Work through the records that follow and return each line containing the word "CategoryRepository".
BEGIN Data extract
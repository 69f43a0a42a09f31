//! # Linen Category Repository
//!
//! Database operations for linen categories.
//!
//! ## Price Snapshot
//! ```text
//! ┌─────────────────────────────────────────────────────────────────────────┐
//! │  linen_categories.price_per_item_cents   (reference price, editable)    │
//! │             │                                                           │
//! │             │  copied once, when the form fills in a new item           │
//! │             ▼                                                           │
//! │  batch_items.price_per_item_cents        (snapshot, frozen)             │
//! │                                                                         │
//! │  update_price() never touches existing batch items, so old invoices     │
//! │  keep totalling to what was billed.                                     │
//! └─────────────────────────────────────────────────────────────────────────┘
//! ```

use chrono::Utc;
use sqlx::SqlitePool;
use tracing::{debug, info};
use uuid::Uuid;

use crate::error::{DbError, DbResult};
use linen_core::validation::{validate_category_price, validate_name};
use linen_core::{CoreError, EngineConfig, LinenCategory, Money};

const CATEGORY_COLUMNS: &str =
    "id, name, price_per_item_cents, is_active, section, created_at, updated_at";

/// Fields supplied when adding a category.
#[derive(Debug, Clone)]
pub struct NewCategory {
    pub name: String,
    pub price: Money,
    pub section: Option<String>,
}

/// Repository for linen category database operations.
#[derive(Debug, Clone)]
pub struct CategoryRepository {
    pool: SqlitePool,
    engine: EngineConfig,
}

impl CategoryRepository {
    /// Creates a new CategoryRepository.
    pub fn new(pool: SqlitePool, engine: EngineConfig) -> Self {
        CategoryRepository { pool, engine }
    }

    /// Inserts a new, active category.
    ///
    /// ## Returns
    /// * `Err(DbError::Core)` - Blank name, or price outside `[0, 10,000.00]`
    /// * `Err(DbError::UniqueViolation)` - Name already taken
    pub async fn insert(&self, new: NewCategory) -> DbResult<LinenCategory> {
        validate_name("name", &new.name).map_err(CoreError::from)?;
        validate_category_price(new.price, &self.engine)?;

        let now = Utc::now();
        let category = LinenCategory {
            id: Uuid::new_v4().to_string(),
            name: new.name.trim().to_string(),
            price_per_item_cents: new.price.cents(),
            is_active: true,
            section: new.section,
            created_at: now,
            updated_at: now,
        };

        debug!(id = %category.id, name = %category.name, "Inserting linen category");

        sqlx::query(
            r#"
            INSERT INTO linen_categories (
                id, name, price_per_item_cents, is_active, section, created_at, updated_at
            ) VALUES (?1, ?2, ?3, ?4, ?5, ?6, ?7)
            "#,
        )
        .bind(&category.id)
        .bind(&category.name)
        .bind(category.price_per_item_cents)
        .bind(category.is_active)
        .bind(&category.section)
        .bind(category.created_at)
        .bind(category.updated_at)
        .execute(&self.pool)
        .await?;

        Ok(category)
    }

    /// Gets a category by ID.
    pub async fn get_by_id(&self, id: &str) -> DbResult<Option<LinenCategory>> {
        let category = sqlx::query_as::<_, LinenCategory>(&format!(
            "SELECT {CATEGORY_COLUMNS} FROM linen_categories WHERE id = ?1"
        ))
        .bind(id)
        .fetch_optional(&self.pool)
        .await?;

        Ok(category)
    }

    /// Lists active categories grouped by section, then name.
    pub async fn list_active(&self) -> DbResult<Vec<LinenCategory>> {
        let categories = sqlx::query_as::<_, LinenCategory>(&format!(
            "SELECT {CATEGORY_COLUMNS} FROM linen_categories \
             WHERE is_active = 1 \
             ORDER BY COALESCE(section, ''), name"
        ))
        .fetch_all(&self.pool)
        .await?;

        Ok(categories)
    }

    /// Changes a category's reference price.
    ///
    /// Existing batch items keep their snapshot price.
    pub async fn update_price(&self, id: &str, price: Money) -> DbResult<()> {
        validate_category_price(price, &self.engine)?;

        let result = sqlx::query(
            r#"
            UPDATE linen_categories
            SET price_per_item_cents = ?2, updated_at = ?3
            WHERE id = ?1
            "#,
        )
        .bind(id)
        .bind(price.cents())
        .bind(Utc::now())
        .execute(&self.pool)
        .await?;

        if result.rows_affected() == 0 {
            return Err(DbError::not_found("LinenCategory", id));
        }

        info!(id = %id, price = %price, "Category price updated");
        Ok(())
    }
}

#[cfg(test)]
mod tests {
    use super::*;
    use crate::{Database, DbConfig};
    use linen_core::ErrorKind;

    async fn db() -> Database {
        Database::new(DbConfig::in_memory()).await.unwrap()
    }

    fn towels(cents: i64) -> NewCategory {
        NewCategory {
            name: "Bath Towels".to_string(),
            price: Money::from_cents(cents),
            section: Some("Bath".to_string()),
        }
    }

    #[tokio::test]
    async fn test_insert_get_and_list() {
        let db = db().await;
        let category = db.categories().insert(towels(450)).await.unwrap();

        let loaded = db.categories().get_by_id(&category.id).await.unwrap().unwrap();
        assert_eq!(loaded.price().cents(), 450);
        assert_eq!(loaded.section.as_deref(), Some("Bath"));

        let active = db.categories().list_active().await.unwrap();
        assert_eq!(active.len(), 1);
    }

    #[tokio::test]
    async fn test_category_ceiling_is_higher_than_item_ceiling() {
        let db = db().await;

        // 5,000.00 is above the batch-item ceiling but fine for a category
        assert!(db.categories().insert(towels(500_000)).await.is_ok());

        let err = db
            .categories()
            .insert(NewCategory {
                name: "Gold Thread Sheets".to_string(),
                ..towels(1_000_001)
            })
            .await
            .unwrap_err();
        assert_eq!(err.core_kind(), Some(ErrorKind::InvalidPrice));
    }

    #[tokio::test]
    async fn test_duplicate_name() {
        let db = db().await;
        db.categories().insert(towels(450)).await.unwrap();

        let err = db.categories().insert(towels(500)).await.unwrap_err();
        assert!(matches!(err, DbError::UniqueViolation { .. }));
    }

    #[tokio::test]
    async fn test_update_price() {
        let db = db().await;
        let category = db.categories().insert(towels(450)).await.unwrap();

        db.categories()
            .update_price(&category.id, Money::from_cents(475))
            .await
            .unwrap();
        let loaded = db.categories().get_by_id(&category.id).await.unwrap().unwrap();
        assert_eq!(loaded.price_per_item_cents, 475);

        let err = db
            .categories()
            .update_price(&category.id, Money::from_cents(-1))
            .await
            .unwrap_err();
        assert_eq!(err.core_kind(), Some(ErrorKind::InvalidPrice));

        let err = db
            .categories()
            .update_price("missing", Money::from_cents(100))
            .await
            .unwrap_err();
        assert!(matches!(err, DbError::NotFound { .. }));
    }
}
END Data extract
Exercise output:
pub struct CategoryRepository {
impl CategoryRepository {
    /// Creates a new CategoryRepository.
        CategoryRepository { pool, engine }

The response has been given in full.